By Jeffrey M. Anderson

Considered the last of the German Expressionist movies, Joe May's Asphalt is probably not one of the movement's high points. May starts with a creaky scenario: a naïve beat cop (Gustav Frohlich) is assigned to escort a sexy diamond thief (Betty Amann) into custody, but she works her wiles on him and turns the simple task into a dramatic mess. May decorates around the story's edges with some striking examples of Expressionism, such as slanted angles, and machinery pulsing away, etc. But he fails to use these images as an actual part of the story. Still, even if it's no masterpiece, it has a certain pulp energy that at least rates it a minor classic. Like many of his contemporaries (F.W. Murnau, Fritz Lang, etc.), May wound up in Hollywood, though with less success. His high point there is probably The Invisible Man Returns (1940).
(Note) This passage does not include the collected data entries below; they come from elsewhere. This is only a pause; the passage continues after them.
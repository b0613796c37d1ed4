//! ot-store: Deduplicated sample store, label index, and batch assembly.
//!
//! The store is a single flat file of fixed-width records; a record's
//! position is its ordinal ID and `ordinal * 17` its byte offset, so serving
//! is one positioned read per sample. Everything downstream (label index,
//! batch assembly) leans on that addressing invariant.

pub mod batch;
pub mod error;
pub mod labels;
pub mod record;
pub mod store;

pub use batch::{Batch, BatchAssembler, Epoch};
pub use error::StoreError;
pub use labels::{LabelIndex, LabelMeta};
pub use record::{Sample, RECORD_BYTES};
pub use store::{ingest, IngestSummary, SampleStore};

/// Crate version.
pub const VERSION: &str = env!("CARGO_PKG_VERSION");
Asphalt has been previously available in a European import DVD, but Kino Video released it in 2006 in the U.S. on another of their superb silent era DVDs (no other company puts quite as much effort into the silent era). There are no real extras. In 2023, Kino Lorber released a Blu-ray edition. It boasts a luminous video transfer, and the very good score by Karl-Ernst Sasse is available in both 5.1 and 2.0 mixes. Historian Anthony Slide provides a commentary track. There are optional English subtitles, translations of the German intertitles.